As the inventor did not patent the process of making soda water, there were entrepreneurs to take the opportunity and market the beverage in bottles. In the second half of the century syphon heads appeared and began to spread quickly.
According to the norms any water filled into a bottle with a syphon head, or a tube ending in a syphon head, can be called soda water. The head was meant to secure that only a little carbon dioxide escapes the bottle, thus the beverage can be enjoyed from its manufacturing to its use in the same condition.

The Bakery Holding of the United Soda Water Factories was established 1902 at the corner of the Dózsa and Hunyadi Streets. The exact date of its activity cannot be defined, however there was a restaurant in the building in the 1940ies.

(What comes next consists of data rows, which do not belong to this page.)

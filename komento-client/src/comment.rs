use std::collections::BTreeMap;

use crate::api::{CommentId, CommentRecord, ReactionKind, Time, UserId};

/// Display attributes used when the author has none.
pub const DEFAULT_AUTHOR_NAME: &str = "Guest";
pub const DEFAULT_AVATAR_URL: &str = "https://via.placeholder.com/40";

/// A comment as the rest of the client sees it: the looseness of the raw
/// store record resolved into one strict shape.
///
/// Reply links (`children`) are never part of this entity; they are derived
/// by the thread builder on every snapshot.
#[derive(Clone, Debug, Eq, PartialEq)]
pub struct Comment {
    pub id: CommentId,
    pub parent_id: Option<CommentId>,
    pub author_id: Option<UserId>,
    pub author_name: String,
    pub author_avatar_url: String,
    pub content: String,
    /// None while the creating write still awaits its server timestamp
    pub created_at: Option<Time>,
    pub reactions: BTreeMap<UserId, ReactionKind>,
}

impl Comment {
    /// Normalizes one raw record, or rejects it. A malformed record is a
    /// store-side anomaly we tolerate by dropping it here, at the adapter
    /// boundary, rather than letting it reach the thread builder.
    pub fn from_record(r: CommentRecord) -> Option<Comment> {
        if r.id.0.is_nil() {
            tracing::warn!("dropping comment record without a usable id");
            return None;
        }
        if r.content.trim().is_empty() {
            tracing::warn!(id = ?r.id, "dropping comment record with empty content");
            return None;
        }
        Some(Comment {
            id: r.id,
            parent_id: r.parent_id,
            author_id: r.author_id,
            author_name: r
                .author_name
                .filter(|n| !n.trim().is_empty())
                .unwrap_or_else(|| DEFAULT_AUTHOR_NAME.to_string()),
            author_avatar_url: r
                .author_avatar_url
                .filter(|u| !u.trim().is_empty())
                .unwrap_or_else(|| DEFAULT_AVATAR_URL.to_string()),
            content: r.content,
            created_at: r.created_at,
            reactions: r.reactions,
        })
    }

    pub fn is_authored_by(&self, actor: &UserId) -> bool {
        self.author_id.as_ref() == Some(actor)
    }
}
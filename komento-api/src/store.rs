use async_trait::async_trait;
use tokio::sync::mpsc;

use crate::{CommentId, CommentRecord, Error, Identity, NewComment, PostId, ReactionPatch, UserId};

/// One message pushed on a live comment feed.
#[derive(Clone, Debug, Eq, PartialEq, serde::Deserialize, serde::Serialize)]
pub enum FeedMessage {
    /// The full current result set, ordered by creation time ascending. Sent
    /// once right after subscribing and then again on every change to the
    /// post's comments.
    Snapshot(Vec<CommentRecord>),

    /// The feed is over; nothing follows and the channel closes. Getting live
    /// again takes an explicit re-subscribe.
    Terminated(Error),
}

/// The realtime document store backing the comments of one blog.
///
/// The store owns the data: clients never treat their local copy as
/// authoritative, every mutation goes through here and the UI reflects only
/// what comes back on a feed.
#[async_trait]
pub trait Store {
    /// Returns the stable actor identity of this client, creating an
    /// anonymous one on first call. Idempotent: repeated calls while already
    /// identified return the same identity without side effects.
    async fn resolve_identity(&self) -> Result<Identity, Error>;

    /// Registers a live query for the comments under `post`. Dropping the
    /// receiver is the cancellation path.
    async fn subscribe(&self, post: &PostId)
        -> Result<mpsc::UnboundedReceiver<FeedMessage>, Error>;

    /// Creates one comment. The store assigns the id, the (monotonic within a
    /// post) creation timestamp, and the initial empty reaction map.
    async fn create(&self, post: &PostId, comment: NewComment) -> Result<CommentId, Error>;

    /// Applies a reaction toggle against the store's latest state, atomically
    /// with respect to other updates. Touches nothing but the reaction map.
    async fn update(
        &self,
        post: &PostId,
        comment: CommentId,
        patch: ReactionPatch,
    ) -> Result<(), Error>;

    /// Removes exactly one record, after checking that `actor` authored it.
    /// Children are left in place; nothing cascades.
    async fn delete(&self, post: &PostId, comment: CommentId, actor: UserId) -> Result<(), Error>;
}
//! End-to-end scenarios: the comment section controller talking to the
//! in-memory store, snapshots flowing back, trees rebuilt.

#[cfg(test)]
mod tests {
    use futures::FutureExt;
    use komento_api::{Error, PostId, ReactionKind};
    use komento_client::{reactions, CommentSection, FeedState};
    use komento_mock_server::{MockClient, MockServer};

    async fn live_section(server: &MockServer, slug: &str) -> CommentSection<MockClient> {
        let mut section = CommentSection::new(server.connect());
        section
            .subscribe(PostId::new(slug))
            .await
            .expect("subscribing");
        assert!(section.pump().await, "initial snapshot expected");
        section
    }

    /// Folds in every snapshot already sitting on the feed.
    async fn drain(section: &mut CommentSection<MockClient>) {
        while let Some(true) = section.pump().now_or_never() {}
    }

    #[tokio::test]
    async fn lifecycle_goes_live_on_first_snapshot() {
        let server = MockServer::new();
        let mut section = CommentSection::new(server.connect());
        assert_eq!(section.state(), &FeedState::Unsubscribed);

        section
            .subscribe(PostId::new("hello-world"))
            .await
            .expect("subscribing");
        assert_eq!(section.state(), &FeedState::Subscribing);

        assert!(section.pump().await);
        assert_eq!(section.state(), &FeedState::Live);
        assert_eq!(section.root_count(), 0);

        section.unsubscribe();
        assert_eq!(section.state(), &FeedState::Unsubscribed);
    }

    #[tokio::test]
    async fn threads_nest_replies_under_their_parents() -> anyhow::Result<()> {
        let server = MockServer::new();
        let mut section = live_section(&server, "threading").await;

        section.set_composer("top-level remark");
        let root = section.submit_root().await?;
        drain(&mut section).await;

        section.set_reply(root, "first reply");
        let first = section.submit_reply(root).await?;
        section.set_reply(root, "second reply");
        let second = section.submit_reply(root).await?;
        drain(&mut section).await;

        section.set_reply(first, "nested reply");
        let nested = section.submit_reply(first).await?;
        drain(&mut section).await;

        assert_eq!(section.root_count(), 1);
        let tree = &section.roots()[0];
        assert_eq!(tree.comment.id, root);
        let children: Vec<_> = tree.children.iter().map(|n| n.comment.id).collect();
        assert_eq!(children, vec![first, second]);
        assert_eq!(tree.children[0].children[0].comment.id, nested);
        assert!(tree.children[1].children.is_empty());
        assert_eq!(tree.subtree_len(), 4);
        Ok(())
    }

    #[tokio::test]
    async fn empty_composer_is_rejected_before_the_store() {
        let server = MockServer::new();
        let post = PostId::new("validation");
        let mut section = live_section(&server, "validation").await;

        section.set_composer("   \n ");
        assert_eq!(section.submit_root().await, Err(Error::EmptyContent));
        assert_eq!(server.test_comment_count(&post), 0);

        section.set_composer("y".repeat(501));
        assert_eq!(section.submit_root().await, Err(Error::ContentTooLong(501)));
        assert_eq!(server.test_comment_count(&post), 0);
        // failed submissions leave the composer alone
        assert_eq!(section.composer().chars().count(), 501);
        assert_eq!(section.composer_remaining(), 0);
    }

    #[tokio::test]
    async fn failed_identity_resolution_aborts_the_write() -> anyhow::Result<()> {
        let server = MockServer::new();
        let post = PostId::new("offline");
        let mut section = live_section(&server, "offline").await;

        section.set_composer("drafted while offline");
        server.test_set_offline(true);
        assert!(matches!(
            section.submit_root().await,
            Err(Error::IdentityUnavailable(_))
        ));
        assert_eq!(server.test_comment_count(&post), 0);
        assert_eq!(section.composer(), "drafted while offline");

        // retryable: the same draft goes through once the store is back
        server.test_set_offline(false);
        section.submit_root().await?;
        assert_eq!(section.composer(), "");
        assert_eq!(server.test_comment_count(&post), 1);
        Ok(())
    }

    #[tokio::test]
    async fn reply_requires_a_visible_parent() {
        let server = MockServer::new();
        let mut section = live_section(&server, "replies").await;

        let ghost = komento_api::CommentId::stub();
        section.set_reply(ghost, "into the void");
        assert_eq!(
            section.submit_reply(ghost).await,
            Err(Error::UnknownComment(ghost))
        );
    }

    #[tokio::test]
    async fn posting_a_reply_closes_its_box() -> anyhow::Result<()> {
        let server = MockServer::new();
        let mut section = live_section(&server, "reply-boxes").await;

        section.set_composer("root");
        let root = section.submit_root().await?;
        drain(&mut section).await;

        section.open_reply(root);
        assert_eq!(section.reply_text(&root), Some(""));
        section.set_reply(root, "  a reply  ");
        section.submit_reply(root).await?;
        assert_eq!(section.reply_text(&root), None);
        drain(&mut section).await;

        // content is stored trimmed
        assert_eq!(section.roots()[0].children[0].comment.content, "a reply");

        // an empty box is rejected and stays open
        section.open_reply(root);
        assert_eq!(section.submit_reply(root).await, Err(Error::EmptyContent));
        assert_eq!(section.reply_text(&root), Some(""));
        Ok(())
    }

    #[tokio::test]
    async fn reaction_toggles_round_trip_through_the_store() -> anyhow::Result<()> {
        let server = MockServer::new();
        let mut section = live_section(&server, "reacting").await;

        section.set_composer("react to me");
        let id = section.submit_root().await?;
        drain(&mut section).await;

        let hearts = |section: &CommentSection<MockClient>| {
            reactions::count(&section.roots()[0].comment.reactions, ReactionKind::Heart)
        };
        let thumbs = |section: &CommentSection<MockClient>| {
            reactions::count(&section.roots()[0].comment.reactions, ReactionKind::Thumb)
        };

        section.toggle_reaction(id, ReactionKind::Heart).await?;
        drain(&mut section).await;
        assert_eq!(hearts(&section), 1);

        section.toggle_reaction(id, ReactionKind::Heart).await?;
        drain(&mut section).await;
        assert_eq!(hearts(&section), 0);

        section.toggle_reaction(id, ReactionKind::Thumb).await?;
        drain(&mut section).await;
        assert_eq!(thumbs(&section), 1);
        assert_eq!(hearts(&section), 0);

        // one actor, so across every kind there is exactly one reaction
        let total: usize = ReactionKind::ALL
            .iter()
            .map(|k| reactions::count(&section.roots()[0].comment.reactions, *k))
            .sum();
        assert_eq!(total, 1);
        Ok(())
    }

    #[tokio::test]
    async fn rejected_write_leaves_the_draft_in_place() -> anyhow::Result<()> {
        let server = MockServer::new();
        let post = PostId::new("flaky");
        let mut section = live_section(&server, "flaky").await;

        // identity already resolved by a successful write
        section.set_composer("first");
        section.submit_root().await?;
        drain(&mut section).await;

        section.set_composer("second");
        server.test_set_offline(true);
        assert!(matches!(
            section.submit_root().await,
            Err(Error::Unavailable(_))
        ));
        assert_eq!(section.composer(), "second");
        assert_eq!(server.test_comment_count(&post), 1);

        server.test_set_offline(false);
        section.submit_root().await?;
        assert_eq!(server.test_comment_count(&post), 2);
        Ok(())
    }

    #[tokio::test]
    async fn deleting_a_root_hides_its_replies() -> anyhow::Result<()> {
        let server = MockServer::new();
        let post = PostId::new("deleting");
        let mut section = live_section(&server, "deleting").await;

        section.set_composer("doomed root");
        let root = section.submit_root().await?;
        drain(&mut section).await;

        section.set_reply(root, "reply one");
        section.submit_reply(root).await?;
        section.set_reply(root, "reply two");
        let two = section.submit_reply(root).await?;
        drain(&mut section).await;

        section.set_reply(two, "deep reply");
        section.submit_reply(two).await?;
        drain(&mut section).await;
        assert!(section.can_delete(&root));

        section.delete_own(root).await?;
        drain(&mut section).await;

        // no cascade: the replies still exist in the store, but with their
        // parent gone they drop out of the visible forest
        assert_eq!(server.test_comment_count(&post), 3);
        assert_eq!(section.root_count(), 0);
        Ok(())
    }

    #[tokio::test]
    async fn only_the_author_may_delete() -> anyhow::Result<()> {
        let server = MockServer::new();
        let mut author = live_section(&server, "authz").await;
        let mut visitor = live_section(&server, "authz").await;

        author.set_composer("my comment");
        let id = author.submit_root().await?;
        drain(&mut visitor).await;

        assert!(!visitor.can_delete(&id));
        assert_eq!(visitor.delete_own(id).await, Err(Error::PermissionDenied));
        assert_eq!(server.test_comment_count(&PostId::new("authz")), 1);
        Ok(())
    }

    #[tokio::test]
    async fn switching_posts_cancels_the_old_feed() -> anyhow::Result<()> {
        let server = MockServer::new();
        let old_post = PostId::new("old-post");
        let mut section = live_section(&server, "old-post").await;
        let mut other = live_section(&server, "old-post").await;

        other.set_composer("seed");
        other.submit_root().await?;
        drain(&mut section).await;
        assert_eq!(section.root_count(), 1);

        section.subscribe(PostId::new("new-post")).await?;
        assert!(section.pump().await);
        assert_eq!(section.root_count(), 0);

        // traffic on the old post must not reach the re-pointed section
        other.set_composer("more on the old post");
        other.submit_root().await?;
        assert_eq!(section.pump().now_or_never(), None);
        assert_eq!(section.root_count(), 0);
        // and its dead watcher is gone from the old post after that broadcast
        assert_eq!(server.test_watcher_count(&old_post), 1);
        Ok(())
    }

    #[tokio::test]
    async fn terminated_feed_surfaces_and_can_be_retried() -> anyhow::Result<()> {
        let server = MockServer::new();
        let post = PostId::new("revoked");
        let mut section = live_section(&server, "revoked").await;

        server.test_terminate_feeds(&post);
        assert!(!section.pump().await);
        assert_eq!(
            section.state(),
            &FeedState::Lost(Error::PermissionDenied)
        );

        // manual retry re-establishes the live query
        section.resubscribe().await?;
        assert!(section.pump().await);
        assert_eq!(section.state(), &FeedState::Live);
        Ok(())
    }

    #[tokio::test]
    async fn identity_appears_only_at_the_first_write() -> anyhow::Result<()> {
        let server = MockServer::new();
        let mut reader = live_section(&server, "lurking").await;
        let mut writer = live_section(&server, "lurking").await;

        writer.set_composer("hello");
        let id = writer.submit_root().await?;
        drain(&mut reader).await;
        drain(&mut writer).await;

        // the reader never wrote, so it has no identity and owns nothing
        assert!(!reader.can_delete(&id));
        // the writer's first write pinned its identity to the comment
        assert!(writer.can_delete(&id));
        Ok(())
    }
}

Apart from József Komondy, Mrs. Imre Pissinger and the hoteliers of Sárvár and its surroundings it was József and László Kucsera to run a soda water factory in the times between the two Wold Wars. The Kucsera factory is still operating, handed over from father to son. The bottle exhibited here shows the guild sign with the name of the owners on one side (László and József Kucsera around the centred Sárvár sign), the other side shows the infamous Revisionist proverb “no, no never” painted in the colours of Hungarian national flag and surrounded by green branches with leaves. The aluminium syphon head shows the signs “József and László Kucsera, Sárvár” and “Sándor Vető, Budapest, 1943”. (szg)
Literature
Inventory number of the object: NFM Helytört.Gy. 63.29.1.